Half Way Down
By: Eric Greenwood
I've never understood bar rock. Does sweating through generic tunes night after night in a shitty dive really appeal to aspiring musicians? Of course, no band would really consider itself bar rock, but sometimes I wonder. Why would a band purposely adopt a style that is so cliched in its mediocrity? A.C. Cotton is one such band that mystifies me. From the lyrics to the artwork to the production- everything is middle of the road. Sure, there are some relatively catchy hooks on Half Way Down as well as some gritty guitar solos, but nothing to grab your attention much less hold it.
The music sounds like so many other bands that it ends up sounding like nothing- just rock and roll blah. You know those angst-ridden FM ballads that litter every drama on network TV? A.C. Cotton sounds like it tosses them off in its sleep. Its brand of punchy, country-tinged rock and roll is dead on arrival. The thing is, though, there are plenty of people that would probably be into this (music this innocuous always manages to attract fans). I just don't know whom, specifically. I don't know anyone listening to Limp Bizkit either, but then again I don't know many thirteen-year-olds that hate themselves.
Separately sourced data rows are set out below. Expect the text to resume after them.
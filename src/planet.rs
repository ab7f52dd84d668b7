//! The map as a whole: grid, camera and road network kept in step
//!
//! All load-time passes (classification, decorations, initial roads) go
//! through here before the first render. Camera operations return an event
//! when something changed so the caller can invalidate cached layers.

use rand::Rng;
use tracing::info;

use crate::camera::{Camera, CameraEvent};
use crate::location::{screen_to_tile, Orientation, ScreenPoint, TILE_STEP_X};
use crate::map::MapGrid;
use crate::roads::{RoadNetwork, TileRect};
use crate::terrain::LandType;
use crate::tilemap::{TileCoord, Tilemap};

pub struct Planet {
    pub grid: MapGrid,
    pub camera: Camera,
    pub roads: RoadNetwork,
    /// Drag in progress, not yet applied to the camera
    drag: Option<ScreenPoint>,
    /// A road edit changed tiles the ground layer shows
    ground_dirty: bool,
}

impl Planet {
    pub fn from_tiers<R: Rng>(tiers: &Tilemap<LandType>, initial_scale: f64, rng: &mut R) -> Self {
        let grid = MapGrid::new(tiers, rng);
        let mut camera = Camera::new(initial_scale);
        camera.goto_tile(&grid.bounds, grid.width() as f64 / 2.0, grid.height() as f64 / 2.0);

        let summary = grid.summary();
        info!(
            flat = summary.flat,
            blended = summary.blended(),
            "planet ready, {}x{} tiles",
            grid.width(),
            grid.height()
        );

        Self {
            grid,
            camera,
            roads: RoadNetwork::new(),
            drag: None,
            ground_dirty: false,
        }
    }

    pub fn orientation(&self) -> Orientation {
        self.camera.orientation
    }

    /// The camera as it should be drawn, including any drag in progress.
    pub fn view(&self) -> Camera {
        let mut view = self.camera;
        if let Some(delta) = self.drag {
            view.focus = self.camera.panned(&self.grid.bounds, delta);
        }
        view
    }

    /// Preview a drag. `delta` is the total drag so far in canvas pixels.
    pub fn pan(&mut self, delta: ScreenPoint) {
        self.drag = Some(delta);
    }

    /// Apply the previewed drag to the camera.
    pub fn commit_pan(&mut self) -> Option<CameraEvent> {
        let delta = self.drag.take()?;
        self.camera.pan(&self.grid.bounds, delta)
    }

    pub fn zoom(&mut self, zoom_in: bool) -> Option<CameraEvent> {
        self.camera.zoom(zoom_in)
    }

    pub fn rotate_right(&mut self) -> CameraEvent {
        self.set_orientation(self.orientation().rotated_right())
    }

    pub fn rotate_left(&mut self) -> CameraEvent {
        self.set_orientation(self.orientation().rotated_left())
    }

    /// Switch rotation, keeping the same tile under the centre of the view.
    /// Every screen position moves and every road is reshaped.
    pub fn set_orientation(&mut self, orientation: Orientation) -> CameraEvent {
        let bounds = self.grid.bounds;
        let anchor = self.camera.focus.offset(-TILE_STEP_X, 0.0);
        let (tx, ty) = screen_to_tile(self.camera.orientation, &bounds, anchor);

        self.camera.orientation = orientation;
        self.grid.orientate(orientation);
        self.camera.goto_tile(&bounds, tx, ty);
        self.roads.recompute_shapes(&mut self.grid.tiles, orientation, None);

        info!(%orientation, "map rotated");
        CameraEvent::Rotated { orientation }
    }

    pub fn goto_tile(&mut self, tx: usize, ty: usize) -> CameraEvent {
        self.camera.goto_tile(&self.grid.bounds, tx as f64, ty as f64)
    }

    /// Tile under the centre of the view
    pub fn focused_tile(&self) -> Option<TileCoord> {
        let anchor = self.camera.focus.offset(-TILE_STEP_X, 0.0);
        let (tx, ty) = screen_to_tile(self.camera.orientation, &self.grid.bounds, anchor);
        let (tx, ty) = (tx.round(), ty.round());
        self.grid.tile(tx as i64, ty as i64).map(|t| t.coord)
    }

    pub fn add_roads(&mut self, coords: &[TileCoord]) -> usize {
        let orientation = self.orientation();
        let added = self.roads.add_roads(&mut self.grid.tiles, coords, orientation);
        if added > 0 {
            self.ground_dirty = true;
        }
        added
    }

    /// Mark or clear a tile that roads should connect towards, and reshape
    /// the roads around it.
    pub fn set_road_anchor(&mut self, coord: TileCoord, anchor: bool) {
        let Some(tile) = self.grid.tile_mut(coord.tx as i64, coord.ty as i64) else {
            return;
        };
        tile.road_anchor = anchor;

        let region = TileRect::from_coord(coord).grown(1, self.grid.width(), self.grid.height());
        let orientation = self.orientation();
        self.roads.recompute_shapes(&mut self.grid.tiles, orientation, Some(region));
        self.ground_dirty = true;
    }

    /// True once after any road edit, until read.
    pub fn take_ground_dirty(&mut self) -> bool {
        std::mem::take(&mut self.ground_dirty)
    }

    pub fn assign_nature<R: Rng>(&mut self, rng: &mut R, density: f64, weights: &[Vec<u32>; 4]) -> usize {
        self.grid.assign_nature(rng, density, weights)
    }
}

#[cfg(test)]
mod tests {
    use super::*;
    use crate::roads::{l_route, RoadType};
    use rand::SeedableRng;
    use rand_chacha::ChaCha8Rng;

    fn planet(width: usize, height: usize) -> Planet {
        let mut rng = ChaCha8Rng::seed_from_u64(5);
        Planet::from_tiers(&Tilemap::new_with(width, height, LandType::Low), 0.5, &mut rng)
    }

    #[test]
    fn test_starts_centered() {
        let p = planet(10, 10);
        assert_eq!(p.focused_tile(), Some(TileCoord::new(5, 5)));
        assert_eq!(p.camera.scale, 0.5);
    }

    #[test]
    fn test_rotation_keeps_focused_tile() {
        let mut p = planet(12, 8);
        p.goto_tile(3, 6);
        for _ in 0..4 {
            let event = p.rotate_right();
            assert!(matches!(event, CameraEvent::Rotated { .. }));
            assert_eq!(p.focused_tile(), Some(TileCoord::new(3, 6)));
        }
        assert_eq!(p.orientation(), Orientation::R0);

        p.rotate_left();
        assert_eq!(p.orientation(), Orientation::R270);
        assert_eq!(p.focused_tile(), Some(TileCoord::new(3, 6)));
    }

    #[test]
    fn test_drag_previews_then_commits() {
        let mut p = planet(10, 10);
        let start = p.camera.focus;
        p.pan(ScreenPoint::new(10.0, 0.0));
        assert_eq!(p.camera.focus, start);
        assert_eq!(p.view().focus, ScreenPoint::new(start.x + 20.0, start.y));

        let event = p.commit_pan();
        assert_eq!(event, Some(CameraEvent::Moved { focus: ScreenPoint::new(start.x + 20.0, start.y) }));
        assert_eq!(p.commit_pan(), None);
    }

    #[test]
    fn test_rotation_reshapes_roads() {
        let mut p = planet(6, 6);
        p.add_roads(&l_route(TileCoord::new(1, 2), TileCoord::new(4, 2)));
        let shape = |p: &Planet| p.grid.tile(2, 2).and_then(|t| t.road).map(|r| r.road_type);
        assert_eq!(shape(&p), Some(RoadType::EW));
        p.rotate_right();
        assert_eq!(shape(&p), Some(RoadType::NS));
        p.rotate_right();
        assert_eq!(shape(&p), Some(RoadType::EW));
    }

    #[test]
    fn test_anchor_reshapes_neighbouring_road() {
        let mut p = planet(6, 6);
        p.add_roads(&l_route(TileCoord::new(1, 2), TileCoord::new(2, 2)));
        let shape = |p: &Planet| p.grid.tile(2, 2).and_then(|t| t.road).map(|r| r.road_type);
        assert_eq!(shape(&p), Some(RoadType::EndW));

        p.set_road_anchor(TileCoord::new(3, 2), true);
        assert_eq!(shape(&p), Some(RoadType::EW));
        p.set_road_anchor(TileCoord::new(3, 2), false);
        assert_eq!(shape(&p), Some(RoadType::EndW));
    }

    #[test]
    fn test_road_edits_mark_ground_dirty() {
        let mut p = planet(6, 6);
        assert!(!p.take_ground_dirty());

        p.add_roads(&[TileCoord::new(2, 2)]);
        assert!(p.take_ground_dirty());
        assert!(!p.take_ground_dirty());

        // nothing new to place
        p.add_roads(&[TileCoord::new(2, 2)]);
        assert!(!p.take_ground_dirty());

        p.set_road_anchor(TileCoord::new(3, 2), true);
        assert!(p.take_ground_dirty());
        p.set_road_anchor(TileCoord::new(9, 9), true);
        assert!(!p.take_ground_dirty());
    }

    #[test]
    fn test_zoom_events() {
        let mut p = planet(4, 4);
        assert!(p.zoom(false).is_some());
        assert!(p.zoom(false).is_none());
    }
}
A.C. Cotton is led by Alan Charing – you know – from The Alan Charing Controversy? Just kidding- I don't really expect you to know that. Apparently, Alan Charing likes his name- so much so that he doesn't hesitate incorporating it into a bad band name. Or two. Well, anyway, he doesn't hesitate writing a boring song either. I've sat through Half Way Down three times now, and it's all one big blur. The cliches have beaten me into a state of numbness. The "down on your luck lonesome blues" as seen through the eyes of a Springsteen acolyte put to generic bar rock is not my cup of tea. Is it yours?